What is being asked
Each entry below should be printed exactly as given.

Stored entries
▬▬▬
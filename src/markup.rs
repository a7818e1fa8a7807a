//! Public paths and the `<link>` markup returned to page templates.
//!
//! Everything here is pure: the markup is derived from configuration alone
//! and never looks at the file system. The size-gated tags check the
//! *configured* size list, not the effective set the pipeline renders, so a
//! run that skipped generation still emits the same markup.
//!
//! ## Output
//!
//! With the default configuration the snippet starts like this (tabs shown
//! as `→`):
//!
//! ```text
//! <link rel="shortcut icon" href="/favicon/favicon.ico" type="image/x-icon">
//! →→<link rel="icon" href="/favicon/favicon.svg" type="image/svg+xml">
//! →→<link rel="icon" type="image/png" sizes="32x32" href="/favicon/favicon-32x32.png">
//! ...
//! →→<link rel="manifest" href="/manifest.json">
//! ```
//!
//! The first line is flush because templates embed the snippet inline.
//!
//! Tags are built with [maud](https://maud.lambda.xyz/), so every interpolated
//! path is attribute-escaped.

use crate::config::{FaviconConfig, REQUIRED_SIZE};
use maud::{Markup, html};

/// Apple touch-icon sizes that get their own sized tag, ascending.
pub const APPLE_TOUCH_SIZES: [u32; 8] = [57, 72, 76, 114, 120, 144, 152, 180];

/// Base URL path for generated images.
///
/// An explicit `img_path_href` wins verbatim; otherwise `/` + `output_folder`
/// with its leading slashes stripped.
pub fn public_base_path(config: &FaviconConfig) -> String {
    if config.img_path_href.is_empty() {
        format!("/{}", config.output_folder.trim_start_matches('/'))
    } else {
        config.img_path_href.clone()
    }
}

/// Join a base path and a file name with exactly one slash.
pub fn asset_href(base: &str, file_name: &str) -> String {
    format!("{}/{}", base.trim_end_matches('/'), file_name)
}

/// File name of the PNG rendered at `size`.
pub fn png_file_name(prefix: &str, size: u32) -> String {
    format!("{prefix}-{size}x{size}.png")
}

/// Manifest path relative to the build output root, e.g. `pwa/manifest.json`.
pub fn manifest_relative_path(config: &FaviconConfig) -> String {
    let file_name = format!("{}.json", config.manifest_name);
    let folder = config.manifest_output_folder.trim_matches('/');
    if folder.is_empty() {
        file_name
    } else {
        format!("{folder}/{file_name}")
    }
}

/// Root-relative URL of the manifest.
pub fn manifest_href(config: &FaviconConfig) -> String {
    format!("/{}", manifest_relative_path(config))
}

fn png_icon(href: &str, size: u32) -> Markup {
    let sizes = format!("{size}x{size}");
    html! { link rel="icon" type="image/png" sizes=(sizes) href=(href); }
}

fn link_tags(config: &FaviconConfig) -> Vec<Markup> {
    let base = public_base_path(config);
    let prefix = &config.prefix_name;
    let png = |size: u32| asset_href(&base, &png_file_name(prefix, size));

    let ico = asset_href(&base, &format!("{prefix}.ico"));
    let svg = asset_href(&base, &format!("{prefix}.svg"));
    let mut tags = vec![
        html! { link rel="shortcut icon" href=(ico) type="image/x-icon"; },
        html! { link rel="icon" href=(svg) type="image/svg+xml"; },
    ];

    for size in [32, 16] {
        if config.configures(size) {
            tags.push(png_icon(&png(size), size));
        }
    }

    if config.configures(REQUIRED_SIZE) {
        let href = png(REQUIRED_SIZE);
        tags.push(html! { link rel="apple-touch-icon" href=(href); });
    }

    for size in APPLE_TOUCH_SIZES {
        if config.configures(size) {
            let sizes = format!("{size}x{size}");
            let href = png(size);
            tags.push(html! { link rel="apple-touch-icon" sizes=(sizes) href=(href); });
        }
    }

    if config.manifest_generate {
        let href = manifest_href(config);
        tags.push(html! { link rel="manifest" href=(href); });
    }

    tags
}

/// Render the favicon `<link>` snippet.
///
/// Lines are joined with `\n`; every line after the first is prefixed with
/// `tab_indent` tab characters.
pub fn render_links(config: &FaviconConfig) -> String {
    let indent = "\t".repeat(config.tab_indent);
    link_tags(config)
        .into_iter()
        .enumerate()
        .map(|(idx, tag)| {
            if idx == 0 {
                tag.into_string()
            } else {
                format!("{indent}{}", tag.into_string())
            }
        })
        .collect::<Vec<_>>()
        .join("\n")
}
▬▬▬
Answer space
filename src/markup.rs
repository a7818e1fa8a7807a
//! Public paths and the `<link>` markup returned to page templates.
//!
//! Everything here is pure: the markup is derived from configuration alone
//! and never looks at the file system. The size-gated tags check the
//! *configured* size list, not the effective set the pipeline renders, so a
//! run that skipped generation still emits the same markup.
//!
//! ## Output
//!
//! With the default configuration the snippet starts like this (tabs shown
//! as `→`):
//!
//! ```text
//! <link rel="shortcut icon" href="/favicon/favicon.ico" type="image/x-icon">
//! →→<link rel="icon" href="/favicon/favicon.svg" type="image/svg+xml">
//! →→<link rel="icon" type="image/png" sizes="32x32" href="/favicon/favicon-32x32.png">
//! ...
//! →→<link rel="manifest" href="/manifest.json">
//! ```
//!
//! The first line is flush because templates embed the snippet inline.
//!
//! Tags are built with [maud](https://maud.lambda.xyz/), so every interpolated
//! path is attribute-escaped.

use crate::config::{FaviconConfig, REQUIRED_SIZE};
use maud::{Markup, html};

/// Apple touch-icon sizes that get their own sized tag, ascending.
pub const APPLE_TOUCH_SIZES: [u32; 8] = [57, 72, 76, 114, 120, 144, 152, 180];

/// Base URL path for generated images.
///
/// An explicit `img_path_href` wins verbatim; otherwise `/` + `output_folder`
/// with its leading slashes stripped.
pub fn public_base_path(config: &FaviconConfig) -> String {
    if config.img_path_href.is_empty() {
        format!("/{}", config.output_folder.trim_start_matches('/'))
    } else {
        config.img_path_href.clone()
    }
}

/// Join a base path and a file name with exactly one slash.
pub fn asset_href(base: &str, file_name: &str) -> String {
    format!("{}/{}", base.trim_end_matches('/'), file_name)
}

/// File name of the PNG rendered at `size`.
pub fn png_file_name(prefix: &str, size: u32) -> String {
    format!("{prefix}-{size}x{size}.png")
}

/// Manifest path relative to the build output root, e.g. `pwa/manifest.json`.
pub fn manifest_relative_path(config: &FaviconConfig) -> String {
    let file_name = format!("{}.json", config.manifest_name);
    let folder = config.manifest_output_folder.trim_matches('/');
    if folder.is_empty() {
        file_name
    } else {
        format!("{folder}/{file_name}")
    }
}

/// Root-relative URL of the manifest.
pub fn manifest_href(config: &FaviconConfig) -> String {
    format!("/{}", manifest_relative_path(config))
}

fn png_icon(href: &str, size: u32) -> Markup {
    let sizes = format!("{size}x{size}");
    html! { link rel="icon" type="image/png" sizes=(sizes) href=(href); }
}

fn link_tags(config: &FaviconConfig) -> Vec<Markup> {
    let base = public_base_path(config);
    let prefix = &config.prefix_name;
    let png = |size: u32| asset_href(&base, &png_file_name(prefix, size));

    let ico = asset_href(&base, &format!("{prefix}.ico"));
    let svg = asset_href(&base, &format!("{prefix}.svg"));
    let mut tags = vec![
        html! { link rel="shortcut icon" href=(ico) type="image/x-icon"; },
        html! { link rel="icon" href=(svg) type="image/svg+xml"; },
    ];

    for size in [32, 16] {
        if config.configures(size) {
            tags.push(png_icon(&png(size), size));
        }
    }

    if config.configures(REQUIRED_SIZE) {
        let href = png(REQUIRED_SIZE);
        tags.push(html! { link rel="apple-touch-icon" href=(href); });
    }

    for size in APPLE_TOUCH_SIZES {
        if config.configures(size) {
            let sizes = format!("{size}x{size}");
            let href = png(size);
            tags.push(html! { link rel="apple-touch-icon" sizes=(sizes) href=(href); });
        }
    }

    if config.manifest_generate {
        let href = manifest_href(config);
        tags.push(html! { link rel="manifest" href=(href); });
    }

    tags
}

/// Render the favicon `<link>` snippet.
///
/// Lines are joined with `\n`; every line after the first is prefixed with
/// `tab_indent` tab characters.
pub fn render_links(config: &FaviconConfig) -> String {
    let indent = "\t".repeat(config.tab_indent);
    link_tags(config)
        .into_iter()
        .enumerate()
        .map(|(idx, tag)| {
            if idx == 0 {
                tag.into_string()
            } else {
                format!("{indent}{}", tag.into_string())
            }
        })
        .collect::<Vec<_>>()
        .join("\n")
}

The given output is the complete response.